* Data section *

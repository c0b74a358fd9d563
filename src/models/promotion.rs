use chrono::{DateTime, Utc};
use serde::{Deserialize, Serialize};
use serde_json::Value as JsonValue;
use sqlx::{FromRow, PgConnection, PgPool};
use uuid::Uuid;

/// Read-only promotion catalog entry (price in kobo)
#[derive(Debug, Clone, Serialize, Deserialize, FromRow)]
pub struct PromotionTier {
    pub id: Uuid,
    pub name: String,
    pub price: i64,
    pub duration_hours: i32,
    pub features: JsonValue,
}

impl PromotionTier {
    pub async fn list_all(pool: &PgPool) -> Result<Vec<Self>, sqlx::Error> {
        sqlx::query_as::<_, Self>("SELECT * FROM promotion_tiers ORDER BY price")
            .fetch_all(pool)
            .await
    }

    pub async fn find_by_id(
        conn: &mut PgConnection,
        id: Uuid,
    ) -> Result<Option<Self>, sqlx::Error> {
        sqlx::query_as::<_, Self>("SELECT * FROM promotion_tiers WHERE id = $1")
            .bind(id)
            .fetch_optional(conn)
            .await
    }
}

/// An activated, time-bounded visibility boost for a station.
///
/// The stored status never transitions to "expired" by a background write;
/// expiry is derived from ends_at at read time (see services::promotion).
#[derive(Debug, Clone, Serialize, Deserialize, FromRow)]
pub struct StationPromotion {
    pub id: Uuid,
    pub station_id: Uuid,
    pub tier_id: Uuid,
    pub activated_by: Uuid,
    pub starts_at: DateTime<Utc>,
    pub ends_at: DateTime<Utc>,
    pub views: i64,
    pub clicks: i64,
    pub status: String, // "active", "expired" or "cancelled"
    pub created_at: DateTime<Utc>,
}

impl StationPromotion {
    pub async fn insert(
        conn: &mut PgConnection,
        station_id: Uuid,
        tier_id: Uuid,
        activated_by: Uuid,
        starts_at: DateTime<Utc>,
        ends_at: DateTime<Utc>,
    ) -> Result<Self, sqlx::Error> {
        sqlx::query_as::<_, Self>(
            r#"
            INSERT INTO station_promotions
                (station_id, tier_id, activated_by, starts_at, ends_at, status)
            VALUES ($1, $2, $3, $4, $5, 'active')
            RETURNING *
            "#,
        )
        .bind(station_id)
        .bind(tier_id)
        .bind(activated_by)
        .bind(starts_at)
        .bind(ends_at)
        .fetch_one(conn)
        .await
    }

    pub async fn find_by_id(pool: &PgPool, id: Uuid) -> Result<Option<Self>, sqlx::Error> {
        sqlx::query_as::<_, Self>("SELECT * FROM station_promotions WHERE id = $1")
            .bind(id)
            .fetch_optional(pool)
            .await
    }

    /// The station's current campaign: stored-active and not yet past ends_at
    pub async fn find_active(
        pool: &PgPool,
        station_id: Uuid,
    ) -> Result<Option<Self>, sqlx::Error> {
        sqlx::query_as::<_, Self>(
            r#"
            SELECT * FROM station_promotions
            WHERE station_id = $1 AND status = 'active' AND ends_at > NOW()
            "#,
        )
        .bind(station_id)
        .fetch_optional(pool)
        .await
    }

    /// Any row still stored as active, including ones past ends_at. Used by
    /// activation to supersede a lapsed campaign inside its transaction.
    pub async fn find_stored_active(
        conn: &mut PgConnection,
        station_id: Uuid,
    ) -> Result<Option<Self>, sqlx::Error> {
        sqlx::query_as::<_, Self>(
            "SELECT * FROM station_promotions WHERE station_id = $1 AND status = 'active' FOR UPDATE",
        )
        .bind(station_id)
        .fetch_optional(conn)
        .await
    }

    pub async fn list_for_station(
        pool: &PgPool,
        station_id: Uuid,
        limit: i64,
    ) -> Result<Vec<Self>, sqlx::Error> {
        sqlx::query_as::<_, Self>(
            r#"
            SELECT * FROM station_promotions
            WHERE station_id = $1
            ORDER BY created_at DESC
            LIMIT $2
            "#,
        )
        .bind(station_id)
        .bind(limit)
        .fetch_all(pool)
        .await
    }

    /// Marks a stored-active row expired. Only called when activation
    /// supersedes a campaign whose ends_at has already passed.
    pub async fn mark_expired(conn: &mut PgConnection, id: Uuid) -> Result<(), sqlx::Error> {
        sqlx::query("UPDATE station_promotions SET status = 'expired' WHERE id = $1")
            .bind(id)
            .execute(conn)
            .await?;
        Ok(())
    }

    /// active -> cancelled; affects zero rows if the campaign was not active
    pub async fn cancel(pool: &PgPool, id: Uuid) -> Result<u64, sqlx::Error> {
        let result = sqlx::query(
            "UPDATE station_promotions SET status = 'cancelled' WHERE id = $1 AND status = 'active'",
        )
        .bind(id)
        .execute(pool)
        .await?;
        Ok(result.rows_affected())
    }

    /// Single-statement increment so concurrent impressions never
    /// undercount; affects zero rows for an unknown campaign id
    pub async fn record_view(pool: &PgPool, id: Uuid) -> Result<u64, sqlx::Error> {
        let result = sqlx::query("UPDATE station_promotions SET views = views + 1 WHERE id = $1")
            .bind(id)
            .execute(pool)
            .await?;
        Ok(result.rows_affected())
    }

    pub async fn record_click(pool: &PgPool, id: Uuid) -> Result<u64, sqlx::Error> {
        let result = sqlx::query("UPDATE station_promotions SET clicks = clicks + 1 WHERE id = $1")
            .bind(id)
            .execute(pool)
            .await?;
        Ok(result.rows_affected())
    }
}
use axum::{
    extract::{Path, State},
    routing::{get, post},
    Json, Router,
};
use serde::Deserialize;
use tower_sessions::Session;
use uuid::Uuid;

use crate::api::middleware::auth::load_manager_with_station;
use crate::api::middleware::session::AppState;
use crate::error::{AppError, Result};
use crate::models::{PriceReport, Review};

pub fn router() -> Router<AppState> {
    Router::new()
        .route("/station/reviews", get(list_reviews))
        .route("/station/reports", get(list_reports))
        .route("/reviews/:id/response", post(respond_to_review))
        .route("/reports/:id/response", post(respond_to_report))
}

async fn list_reviews(
    State(state): State<AppState>,
    session: Session,
) -> Result<Json<Vec<Review>>> {
    let (_, station_id) = load_manager_with_station(&state.pool, &session).await?;

    let reviews = Review::list_for_station(&state.pool, station_id, 50).await?;
    Ok(Json(reviews))
}

async fn list_reports(
    State(state): State<AppState>,
    session: Session,
) -> Result<Json<Vec<PriceReport>>> {
    let (_, station_id) = load_manager_with_station(&state.pool, &session).await?;

    let reports = PriceReport::list_for_station(&state.pool, station_id, 50).await?;
    Ok(Json(reports))
}

#[derive(Debug, Deserialize)]
struct ResponseRequest {
    text: String,
}

fn validate_response(text: &str) -> Result<&str> {
    let trimmed = text.trim();
    if trimmed.is_empty() {
        return Err(AppError::Validation("Response cannot be empty".to_string()));
    }
    if trimmed.len() > 2000 {
        return Err(AppError::Validation(
            "Response cannot exceed 2000 characters".to_string(),
        ));
    }
    Ok(trimmed)
}

/// Sets the manager response on a review. The response is the only mutable
/// field on a review; ownership is checked against the manager's station.
async fn respond_to_review(
    State(state): State<AppState>,
    session: Session,
    Path(id): Path<Uuid>,
    Json(req): Json<ResponseRequest>,
) -> Result<Json<Review>> {
    let (_, station_id) = load_manager_with_station(&state.pool, &session).await?;
    let text = validate_response(&req.text)?;

    let review = Review::find_by_id(&state.pool, id)
        .await?
        .filter(|r| r.station_id == station_id)
        .ok_or_else(|| AppError::NotFound("Review not found".to_string()))?;

    Review::set_response(&state.pool, review.id, text).await?;

    let review = Review::find_by_id(&state.pool, review.id)
        .await?
        .ok_or_else(|| AppError::NotFound("Review not found".to_string()))?;

    Ok(Json(review))
}

async fn respond_to_report(
    State(state): State<AppState>,
    session: Session,
    Path(id): Path<Uuid>,
    Json(req): Json<ResponseRequest>,
) -> Result<Json<PriceReport>> {
    let (_, station_id) = load_manager_with_station(&state.pool, &session).await?;
    let text = validate_response(&req.text)?;

    let report = PriceReport::find_by_id(&state.pool, id)
        .await?
        .filter(|r| r.station_id == station_id)
        .ok_or_else(|| AppError::NotFound("Price report not found".to_string()))?;

    PriceReport::set_response(&state.pool, report.id, text).await?;

    let report = PriceReport::find_by_id(&state.pool, report.id)
        .await?
        .ok_or_else(|| AppError::NotFound("Price report not found".to_string()))?;

    Ok(Json(report))
}

#[cfg(test)]
mod tests {
    use super::*;

    #[test]
    fn blank_responses_are_rejected() {
        assert!(validate_response("").is_err());
        assert!(validate_response("   ").is_err());
    }

    #[test]
    fn oversized_responses_are_rejected() {
        let long = "x".repeat(2001);
        assert!(validate_response(&long).is_err());
    }

    #[test]
    fn responses_are_trimmed() {
        assert_eq!(validate_response("  thanks  ").unwrap(), "thanks");
    }
}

* Instructions to follow *
Scan the preceding records line by line, and state how many lines contain "crate". Nothing else belongs in the answer.

* Exercise output *
4